The project started in Kalamazoo, Michigan with a different cast, the plan being that a new cast will perform in each city. This past weekend it was in Los Angeles.
Not everyone in the piece had been physically brutalized by the police.
Tanya Lucia Bernard said, "I wasn't beaten to death or near death, I was physically unscathed but spiritually marked."
While protesting for justice for Ezell Ford during the LA Marathon, police pushed protesters back, forming a barrier between the runners and them.
Some runners put up a fist or chanted that they were with the protesters; however, some let out searing yells and thanked officers for protecting them.
Bernard asked, "Protecting them from us?"
Another performer Povi-Tamu Bryant recounted the story of her encounter with police detectives while trying to catch the man who sexually assaulted her.
Bryant wasn't wearing underwear at the time of the assault and the detective asked, "Is that something that you do often?"
"This is not what justice feels like," she said before the audience.
After the first half, a video played, resonating voices spoke about their experiences with police brutality, and a familiar voice from the performance played.
"My name is Mark Anthony Johnson and my preferred gender pronoun is 'he.' In 2012, my home was raided by the Los Angeles Police Department. I woke up to a fully armed squad of LAPD officers, guns drawn outside of my bedroom door because they said I fit the description."
Voices cut over each other, more names, more cracked voices in despair over the impact that state violence has had over their lives.
Over the hurt voices in the background of the video was nature shots, destinations, luxuries, freedoms that everyone should get to enjoy. Carefully planned, the faces that appeared were those of white people laughing, enjoying themselves, not a worry in the world.

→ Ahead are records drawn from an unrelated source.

//! The storage seams: cookie store, user defaults, and the combined
//! [`StorageAccessor`] the deletion service talks to.

use std::fmt;

use super::error::StorageError;
use crate::model::CookieRecord;

/// App-scoped storage areas inside the sandbox.
#[derive(Debug, Clone, Copy, PartialEq, Eq, Hash)]
pub enum StorageArea {
    Caches,
    Documents,
    Preferences,
}

impl StorageArea {
    pub const ALL: [StorageArea; 3] = [
        StorageArea::Caches,
        StorageArea::Documents,
        StorageArea::Preferences,
    ];
}

impl fmt::Display for StorageArea {
    fn fmt(&self, f: &mut fmt::Formatter<'_>) -> fmt::Result {
        f.write_str(match self {
            StorageArea::Caches => "caches",
            StorageArea::Documents => "documents",
            StorageArea::Preferences => "preferences",
        })
    }
}

/// What clearing an area removed.
#[derive(Debug, Clone, Copy, PartialEq, Eq, Default)]
pub struct Cleared {
    /// Files removed (directories are not counted).
    pub items: usize,
    /// Bytes those files occupied, measured before removal.
    pub bytes: u64,
}

/// The host's HTTP cookie store.
pub trait CookieStore {
    fn cookies(&self) -> Result<Vec<CookieRecord>, StorageError>;

    fn delete(&mut self, cookie: &CookieRecord) -> Result<(), StorageError>;

    /// Delete everything. Returns how many cookies were removed.
    fn delete_all(&mut self) -> Result<usize, StorageError> {
        let cookies = self.cookies()?;
        for cookie in &cookies {
            self.delete(cookie)?;
        }
        Ok(cookies.len())
    }

    /// Delete the cookies of `domain` and its subdomains.
    fn delete_domain(&mut self, domain: &str) -> Result<usize, StorageError> {
        let matching: Vec<_> = self
            .cookies()?
            .into_iter()
            .filter(|c| c.matches_domain(domain))
            .collect();
        for cookie in &matching {
            self.delete(cookie)?;
        }
        Ok(matching.len())
    }
}

/// In-memory preferences that would survive deleting the files on disk.
pub trait DefaultsStore {
    fn reset(&mut self) -> Result<(), StorageError>;
}

/// No defaults layer (plain filesystem sandboxes).
impl DefaultsStore for () {
    fn reset(&mut self) -> Result<(), StorageError> {
        Ok(())
    }
}

/// Request/response access to cookies and app-scoped storage. Stateless.
pub trait StorageAccessor {
    fn cookies(&self) -> Result<Vec<CookieRecord>, StorageError>;

    fn delete_all_cookies(&mut self) -> Result<usize, StorageError>;

    fn delete_cookies_for_domain(&mut self, domain: &str) -> Result<usize, StorageError>;

    /// Remove the contents of `area`, keeping the directory itself.
    fn clear_area(&mut self, area: StorageArea) -> Result<Cleared, StorageError>;

    fn area_size(&self, area: StorageArea) -> Result<u64, StorageError>;
}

"No matter how many suits and ties you got, no matter how many degrees you got, you're still a nigger," said one voice before Cullors chimed in.
"We Charge Genocide in 1951," Cullors said.
She continued, "It is sometimes incorrectly thought that genocide means the complete and definitive destruction of a race or people. The Genocide Convention, however, adopted by the General Assembly of the United Nations on December 9, 1948 defines genocide as any killings on the basis of race or in its specific words, 'Killing members of the group.'"
The young men and women continued their monologues, some of them interconnected because they've known each other. Some of them, however, were interconnected because of the similarities in their stories.
One of the most chilling of all was that of Jasmine Richards who was left shot and bleeding on the concrete after a party that went wrong.
Instead of just immediately sending for an ambulance to take her to the hospital, an officer asked her, "What gang are you from? Why are you here? Who shot you?"
Richards thought she would be saying her last words.
Cullors joined in the performance too, performing with Turner. She wrapped the American flag around her body and chanted,"Black lives matter," while Turner delivered powerful spoken word, the verses fast, the message resounding throughout the audience.
It was clear throughout the performance that some of the monologues were hard to read, but the audience supported them anyway.
The most joyous part of the evening was the song performances participated in by the whole group, singing and dancing to Nina Simone's "To Be Young, Gifted and Black."
After the hardships throughout the performance, the group smiled and laughed with each other and recovered from the tears it took to get through the piece.
While the performance is over, the message will be carried on throughout the country.